The citizens of Paris meanwhile, chaffing under years of occupation and the terror that followed it, decided to take things into their own hands. After waiting for weeks after the initial D-Day landings they had had enough and, after obeying the order to show restraint and wait, decided to throw what little weight they had against the much reduced German garrison. Starved of weapons, explosives and manpower they used whatever they had wherever they could. Luckily the Germans had little appetite for a fight and, unlike their counterparts so recently in Warsaw, defended themselves and little else. Psychologically already retreating with their compatriots heading back to Germany they hit out only when they thought themselves sufficiently threatened. Ordered to fight to the last man by an increasingly delusional Hitler and tasked with destroying the city rather than hand it over intact to the Allies the German commander clearly had no intentional of doing either. As Resistance pressure grew and the sound of street battles reverberated through the city boulevards the Germans waiting for someone to surrender to wearing more than a Free French armband and carrying a Sten gun dropped to them by the British.

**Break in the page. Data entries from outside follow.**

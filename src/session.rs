//! Playback session: which playlist is active, which entry is current,
//! and where to go next.

use crate::list::{EntryId, OrderedPlaylist};
use crate::track::Track;
use rand::Rng;
use rand::seq::SliceRandom;
use serde::{Deserialize, Serialize};
use std::path::Path;
use std::time::Duration;

/// Repeat mode for the session.
#[derive(Debug, Clone, Copy, Default, PartialEq, Eq, Serialize, Deserialize)]
#[serde(rename_all = "lowercase")]
pub enum RepeatMode {
    #[default]
    Off,
    All,
    Single,
}

impl RepeatMode {
    /// Cycles to the next repeat mode: Off → All → Single → Off.
    pub fn cycle(&mut self) {
        *self = match self {
            RepeatMode::Off => RepeatMode::All,
            RepeatMode::All => RepeatMode::Single,
            RepeatMode::Single => RepeatMode::Off,
        };
    }

    /// Whether the playlist should wrap around.
    fn wraps(self) -> bool {
        self == RepeatMode::All
    }
}

/// Owns the playlist for one listening session.
///
/// While shuffle is on, a shuffled copy of the ordered playlist is the
/// active one; the ordered playlist is kept so shuffle can be undone.
#[derive(Debug, Default)]
pub struct Session {
    ordered: OrderedPlaylist<Track>,
    shuffled: Option<OrderedPlaylist<Track>>,
    current: Option<EntryId>,
    repeat: RepeatMode,
}

impl Session {
    /// Creates a session over `tracks`, starting at the first one.
    pub fn new(tracks: Vec<Track>) -> Self {
        let ordered: OrderedPlaylist<Track> = tracks.into_iter().collect();
        let current = ordered.first().map(|entry| entry.id());
        Self {
            ordered,
            shuffled: None,
            current,
            repeat: RepeatMode::Off,
        }
    }

    /// The playlist navigation currently follows.
    pub fn playlist(&self) -> &OrderedPlaylist<Track> {
        self.shuffled.as_ref().unwrap_or(&self.ordered)
    }

    fn playlist_mut(&mut self) -> &mut OrderedPlaylist<Track> {
        self.shuffled.as_mut().unwrap_or(&mut self.ordered)
    }

    pub fn current_track(&self) -> Option<&Track> {
        self.current.and_then(|id| self.playlist().value(id))
    }

    /// Position of the current track in the active playlist.
    pub fn current_index(&self) -> Option<usize> {
        self.current.and_then(|id| self.playlist().position(id))
    }

    pub fn len(&self) -> usize {
        self.ordered.len()
    }

    pub fn is_empty(&self) -> bool {
        self.ordered.is_empty()
    }

    pub fn repeat_mode(&self) -> RepeatMode {
        self.repeat
    }

    pub fn is_shuffled(&self) -> bool {
        self.shuffled.is_some()
    }

    /// Moves to the following track. At the end of a linear playlist this
    /// returns `None` and the current track stays put.
    pub fn next(&mut self) -> Option<&Track> {
        let next = self.playlist().next_id(self.current?)?;
        self.current = Some(next);
        self.current_track()
    }

    /// Moves to the preceding track, wrapping only when repeating all.
    pub fn previous(&mut self) -> Option<&Track> {
        let previous = self.playlist().previous_id(self.current?)?;
        self.current = Some(previous);
        self.current_track()
    }

    /// Decides what plays after the current track finishes.
    /// `None` means playback should stop.
    pub fn on_track_ended(&mut self) -> Option<&Track> {
        match self.repeat {
            RepeatMode::Single => self.current_track(),
            RepeatMode::Off | RepeatMode::All => self.next(),
        }
    }

    /// Jumps to the track at `index` of the active playlist.
    pub fn goto(&mut self, index: usize) -> Option<&Track> {
        let id = self.playlist().get(index)?.id();
        self.current = Some(id);
        self.current_track()
    }

    /// Hands the current track to `load`, moving on to the following track
    /// each time it fails.
    ///
    /// Gives up at the end of a linear playlist or after every track has
    /// been tried once, returning the last error. `None` means there is no
    /// current track.
    pub fn load_playable<E>(
        &mut self,
        mut load: impl FnMut(&Track) -> Result<(), E>,
    ) -> Option<Result<(), E>> {
        let attempts = self.len();
        for attempt in 1..=attempts {
            let Err(e) = load(self.current_track()?) else {
                return Some(Ok(()));
            };
            if attempt == attempts || self.next().is_none() {
                return Some(Err(e));
            }
        }
        None
    }

    /// Cycles the repeat mode, switching both playlists between linear and
    /// circular.
    pub fn cycle_repeat(&mut self) {
        let mut repeat = self.repeat;
        repeat.cycle();
        self.set_repeat(repeat);
    }

    pub fn set_repeat(&mut self, repeat: RepeatMode) {
        self.repeat = repeat;
        let wraps = repeat.wraps();
        for playlist in std::iter::once(&mut self.ordered).chain(self.shuffled.as_mut()) {
            if wraps {
                playlist.make_circular();
            } else {
                playlist.make_linear();
            }
        }
    }

    /// Toggles shuffle mode.
    pub fn toggle_shuffle(&mut self) {
        self.shuffle_with(&mut rand::thread_rng());
    }

    /// Toggles shuffle mode using `rng` for the new order.
    ///
    /// Turning shuffle on puts the current track first so playback carries
    /// on from it. Turning it off finds the current track again in the
    /// ordered playlist.
    pub fn shuffle_with<R: Rng + ?Sized>(&mut self, rng: &mut R) {
        let current = self.current_track().cloned();

        match self.shuffled.take() {
            Some(_) => {
                self.current = current
                    .and_then(|track| self.ordered.index_of(&track))
                    .and_then(|index| self.ordered.get(index))
                    .map(|entry| entry.id());
                log::debug!("Shuffle off");
            }
            None => {
                let mut tracks: Vec<Track> = self.ordered.iter().cloned().collect();
                tracks.shuffle(rng);
                if let Some(current) = &current {
                    if let Some(pos) = tracks.iter().position(|track| track == current) {
                        tracks.swap(0, pos);
                    }
                }

                let mut shuffled: OrderedPlaylist<Track> = tracks.into_iter().collect();
                if self.repeat.wraps() {
                    shuffled.make_circular();
                }
                self.current = current.and_then(|_| shuffled.first()).map(|entry| entry.id());
                self.shuffled = Some(shuffled);
                log::debug!("Shuffle on");
            }
        }
    }

    /// Appends tracks, numbering them after the existing ones.
    pub fn add_tracks(&mut self, tracks: impl IntoIterator<Item = Track>) {
        let mut number = self
            .ordered
            .last()
            .map_or(0, |entry| entry.value().track_number);

        for mut track in tracks {
            number += 1;
            track.track_number = number;
            if let Some(shuffled) = self.shuffled.as_mut() {
                shuffled.append(track.clone());
            }
            self.ordered.append(track);
        }

        // An empty playlist cannot be made circular, so apply the mode
        // again now that there are entries.
        self.set_repeat(self.repeat);

        if self.current.is_none() {
            self.current = self.playlist().first().map(|entry| entry.id());
        }
    }

    /// Removes the track at `index` of the active playlist.
    ///
    /// If it was the current track, the following track becomes current
    /// (the preceding one when it was last).
    pub fn remove_at(&mut self, index: usize) -> Option<Track> {
        let id = self.playlist().get(index)?.id();

        if self.current == Some(id) {
            let playlist = self.playlist();
            let following = playlist.next_id(id).filter(|&next| next != id);
            let preceding = playlist.previous_id(id).filter(|&previous| previous != id);
            self.current = following.or(preceding);
        }

        let track = self.playlist_mut().remove_entry(id)?;
        if self.shuffled.is_some() {
            self.ordered.remove(&track);
        }
        log::debug!("Removed {} from playlist", track.file_name);
        Some(track)
    }

    /// Empties the session. Repeat and shuffle settings stay as they are.
    pub fn clear(&mut self) {
        self.ordered.remove_all();
        if let Some(shuffled) = self.shuffled.as_mut() {
            shuffled.remove_all();
        }
        self.current = None;
    }

    /// Records a probed duration for every track loaded from `source`.
    pub fn set_duration(&mut self, source: &Path, duration: Duration) {
        for playlist in std::iter::once(&mut self.ordered).chain(self.shuffled.as_mut()) {
            for track in playlist.values_mut().filter(|track| track.source == source) {
                track.duration = Some(duration);
            }
        }
    }
}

After enjoying the author’s previous book on the French Resistance I was not disappointed to find the same passion and level of detail I had come to expect from this accomplished popular historian. Told with personal details from all sides involved in the iconic events of those two weeks this is a gripping tale of political wrangling, personal sacrifice, naked (and to be honest often naïve) patriotism among the city’s youth, fear, and triumph as the tanks rolled into the outskirts and inched their way forward surrounded by cheering crowds. Made all the more poignant by the largely ad hoc unplanned progress this is a great moment in European history captured in the dairies and correspondence of the men and women on the ground. Cobb has the ability to bring you right into the heart of the action where you can smell the cordite, feel the anxiety and also the relief and pent up fervour once the whole city was free. Highly recommended for anyone interested in modern French history or those who want to be riveted by a great story well told.